Serbia presidirá la Organización para la Seguridad y la Cooperación en Europa (OSCE) durante el presente año 2015. Su candidatura formaba parte de una solicitud común con Suiza (país que presidió la OSCE en 2014) y que fue aceptada el 10 de febrero de 2012. En julio de 2013 ambos países presentaron un plan de actuación proponiendo la creación de la “Troika de la OSCE”, es decir, una propuesta para que la organización integre representantes de sus anteriores, actuales y futuras presidencias y garantice así la continuidad en la gestión.
Lo que en 2012 parecía un mero reconocimiento y una vuelta simbólica de Serbia a las organizaciones internacionales tras haber sido aislada por su responsabilidad en las guerras yugoslavas de los 90, se ha convertido hoy en un problema a causa de las dudas sobre la capacidad de Serbia para dirigir la OSCE con imparcialidad, dados sus vínculos históricos con Rusia, dudas expresadas por varios de los 57 países miembros. A Serbia le espera un trabajo de gran dificultad por la crisis ucraniana y otros “conflictos congelados” en los que está involucrada Rusia (Transnistria, Nagorno-Karabaj, Osetia del Sur, Abjasia), pero podría ser una gran ocasión para demostrar su credibilidad y compromiso con la comunidad internacional.
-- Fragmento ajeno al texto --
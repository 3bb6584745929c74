// Scripted walk through the booking flow: search, pick dates, book, pay, print the invoice
use anyhow::{Context, Result};
use chrono::Utc;
use hotel_booking_core::date_range::parse_day;
use hotel_booking_core::format::format_price;
use hotel_booking_core::{
    telemetry, Action, AppConfig, AppError, AppState, Catalog, Credentials, PaymentDetails,
    SortMode, Store,
};
use tracing::info;

fn load_catalog(config: &AppConfig) -> Result<Catalog, AppError> {
    match &config.catalog_path {
        Some(path) => Ok(Catalog::load(path)?),
        None => Ok(Catalog::builtin()),
    }
}

fn main() -> Result<()> {
    let config = AppConfig::from_env().context("loading configuration")?;
    telemetry::init(&config.log_level)?;

    let catalog = load_catalog(&config).context("loading catalog")?;
    info!(hotels = catalog.hotels.len(), "catalog ready");

    let store = Store::new(AppState::new());

    let profile = Credentials::new("guest@example.com", "demo-password").authenticate()?;
    store.dispatch(Action::LogIn(profile));

    store.dispatch(Action::SetSearchQuery("istanbul".to_string()));
    store.dispatch(Action::SetSort(SortMode::PriceAscending));

    let results = store.read(|state| state.visible_hotels(&catalog));
    println!("Search results ({})", results.len());
    for hotel in &results {
        println!(
            "- {} | {} | {} (was {}) | {:.1}★",
            hotel.name,
            hotel.location,
            format_price(hotel.discounted_price, &config.currency_symbol),
            format_price(hotel.original_price, &config.currency_symbol),
            hotel.rating
        );
    }

    let Some(choice) = results.first() else {
        println!("No results found");
        return Ok(());
    };
    store.dispatch(Action::SetDestination(choice.location.clone()));
    store.dispatch(Action::SaveHotel(choice.name.clone()));

    for raw in ["2024-08-08", "2024-08-10"] {
        store.dispatch(Action::TapDay(parse_day(raw)?));
    }
    let dates = store.read(|state| state.dates.label().to_string());
    println!("\nDates: {dates}");

    let booked = store.book_now(&catalog)?;
    println!("Booked: {booked}");

    let details = PaymentDetails {
        card_number: "4242 4242 4242 4242".to_string(),
        card_holder: "John Doe".to_string(),
        expiry: "12/27".to_string(),
        cvv: "123".to_string(),
    };
    let invoice = store.confirm_payment(&catalog, &details, &config, Utc::now())?;

    println!("\nInvoice {} ({})", invoice.number, invoice.issued_label());
    println!("{} - {}", invoice.hotel_name, invoice.location);
    println!("Stay: {} | {}", invoice.stay_label(), invoice.guests.summary());
    for line in &invoice.lines {
        println!(
            "- {}: {} = {}",
            line.description,
            line.detail,
            format_price(line.amount, &config.currency_symbol)
        );
    }
    println!(
        "Total Amount: {}",
        format_price(invoice.total, &config.currency_symbol)
    );

    Ok(())
}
El ministro de Exteriores serbio, Ivica Dačić, ha afirmado que sus principales objetivos son buscar soluciones políticas a la crisis ucraniana y ser un “puente” entre Europa y Rusia. La metáfora refleja a la vez la aspiración de Serbia a convertirse en miembro de la UE, su respeto a la integridad territorial de Ucrania y sus buenas relaciones con Rusia. Pero constituirse en “puente”, en política internacional, implica carecer de una estrategia propia o de un plan preciso de actuación. Si Serbia pretende contribuir con algo a solucionar los “conflictos congelados” deberá aplicar lo que se desprende como lección de su experiencia histórica reciente: la necesidad del diálogo para impedir las confrontaciones armadas (o para frenarlas, en su caso).